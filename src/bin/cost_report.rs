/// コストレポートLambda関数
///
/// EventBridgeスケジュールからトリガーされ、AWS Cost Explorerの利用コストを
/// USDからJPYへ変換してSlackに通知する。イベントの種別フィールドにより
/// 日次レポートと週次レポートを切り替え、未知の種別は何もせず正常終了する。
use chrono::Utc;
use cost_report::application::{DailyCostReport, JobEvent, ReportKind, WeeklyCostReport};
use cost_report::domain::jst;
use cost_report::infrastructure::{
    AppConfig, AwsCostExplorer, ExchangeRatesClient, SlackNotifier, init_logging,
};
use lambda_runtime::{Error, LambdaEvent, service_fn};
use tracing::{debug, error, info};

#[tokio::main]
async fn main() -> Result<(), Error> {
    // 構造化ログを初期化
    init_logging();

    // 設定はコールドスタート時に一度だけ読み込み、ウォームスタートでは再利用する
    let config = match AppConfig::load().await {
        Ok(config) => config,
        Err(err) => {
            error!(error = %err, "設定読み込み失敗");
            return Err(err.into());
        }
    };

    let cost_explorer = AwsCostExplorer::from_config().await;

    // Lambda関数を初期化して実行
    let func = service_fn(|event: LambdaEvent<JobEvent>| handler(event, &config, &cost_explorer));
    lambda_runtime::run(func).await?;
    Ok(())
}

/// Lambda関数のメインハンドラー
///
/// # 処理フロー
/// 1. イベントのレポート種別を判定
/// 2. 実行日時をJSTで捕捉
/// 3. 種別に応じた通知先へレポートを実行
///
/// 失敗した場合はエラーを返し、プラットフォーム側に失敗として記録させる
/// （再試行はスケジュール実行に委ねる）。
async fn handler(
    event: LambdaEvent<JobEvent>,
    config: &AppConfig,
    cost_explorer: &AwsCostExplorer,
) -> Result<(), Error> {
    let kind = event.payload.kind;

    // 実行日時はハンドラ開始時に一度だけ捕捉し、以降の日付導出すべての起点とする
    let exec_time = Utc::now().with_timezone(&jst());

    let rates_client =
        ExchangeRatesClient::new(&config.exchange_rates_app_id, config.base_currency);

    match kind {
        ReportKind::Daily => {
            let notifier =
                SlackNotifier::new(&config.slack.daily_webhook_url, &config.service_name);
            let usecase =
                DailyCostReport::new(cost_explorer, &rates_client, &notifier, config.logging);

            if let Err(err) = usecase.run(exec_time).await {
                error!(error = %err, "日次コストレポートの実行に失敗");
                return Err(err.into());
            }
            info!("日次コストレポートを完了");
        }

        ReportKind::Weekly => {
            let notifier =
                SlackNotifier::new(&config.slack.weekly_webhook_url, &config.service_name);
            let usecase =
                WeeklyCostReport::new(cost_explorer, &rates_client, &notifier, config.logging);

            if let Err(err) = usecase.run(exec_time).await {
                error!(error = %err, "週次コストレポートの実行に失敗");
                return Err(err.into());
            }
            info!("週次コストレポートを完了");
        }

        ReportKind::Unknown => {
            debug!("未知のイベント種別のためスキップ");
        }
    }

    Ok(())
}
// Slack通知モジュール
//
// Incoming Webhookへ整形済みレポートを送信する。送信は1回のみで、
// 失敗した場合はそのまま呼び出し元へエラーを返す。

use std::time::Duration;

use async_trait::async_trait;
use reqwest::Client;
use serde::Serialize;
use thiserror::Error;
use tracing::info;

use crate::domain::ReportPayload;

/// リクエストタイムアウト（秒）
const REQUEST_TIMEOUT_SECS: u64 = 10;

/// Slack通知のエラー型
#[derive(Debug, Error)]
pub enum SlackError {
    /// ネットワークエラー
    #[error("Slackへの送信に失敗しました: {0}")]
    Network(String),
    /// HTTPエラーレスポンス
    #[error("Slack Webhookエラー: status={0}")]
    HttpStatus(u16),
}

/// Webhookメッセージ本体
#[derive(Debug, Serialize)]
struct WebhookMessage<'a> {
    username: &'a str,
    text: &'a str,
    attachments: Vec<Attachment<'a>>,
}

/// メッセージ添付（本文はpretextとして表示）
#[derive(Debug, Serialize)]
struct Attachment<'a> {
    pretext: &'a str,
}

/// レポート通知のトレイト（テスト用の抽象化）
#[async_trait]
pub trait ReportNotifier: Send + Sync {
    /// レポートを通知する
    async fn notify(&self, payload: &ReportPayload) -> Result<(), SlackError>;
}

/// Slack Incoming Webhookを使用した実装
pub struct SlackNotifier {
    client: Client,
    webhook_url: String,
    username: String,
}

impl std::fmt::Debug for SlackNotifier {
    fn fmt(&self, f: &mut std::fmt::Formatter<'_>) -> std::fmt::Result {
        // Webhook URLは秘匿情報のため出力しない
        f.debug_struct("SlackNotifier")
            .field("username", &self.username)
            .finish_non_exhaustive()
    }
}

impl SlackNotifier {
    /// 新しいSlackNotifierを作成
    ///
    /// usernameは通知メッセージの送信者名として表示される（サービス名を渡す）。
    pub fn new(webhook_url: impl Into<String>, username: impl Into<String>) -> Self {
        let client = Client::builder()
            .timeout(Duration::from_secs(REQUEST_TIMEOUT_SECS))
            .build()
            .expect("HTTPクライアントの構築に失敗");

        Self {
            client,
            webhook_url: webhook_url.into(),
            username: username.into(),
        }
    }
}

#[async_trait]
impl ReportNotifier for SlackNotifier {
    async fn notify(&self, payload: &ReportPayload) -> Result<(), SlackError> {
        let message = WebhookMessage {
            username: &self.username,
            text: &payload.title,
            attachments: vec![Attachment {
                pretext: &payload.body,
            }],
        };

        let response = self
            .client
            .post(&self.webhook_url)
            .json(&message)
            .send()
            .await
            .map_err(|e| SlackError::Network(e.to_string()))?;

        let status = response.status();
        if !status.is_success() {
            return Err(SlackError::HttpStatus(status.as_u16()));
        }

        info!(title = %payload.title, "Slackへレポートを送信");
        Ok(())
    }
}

§ WORK INSTRUCTION
Collect every line above that contains the word "ExchangeRatesClient".

§ EXERCISE RESULT
    AppConfig, AwsCostExplorer, ExchangeRatesClient, SlackNotifier, init_logging,
        ExchangeRatesClient::new(&config.exchange_rates_app_id, config.base_currency);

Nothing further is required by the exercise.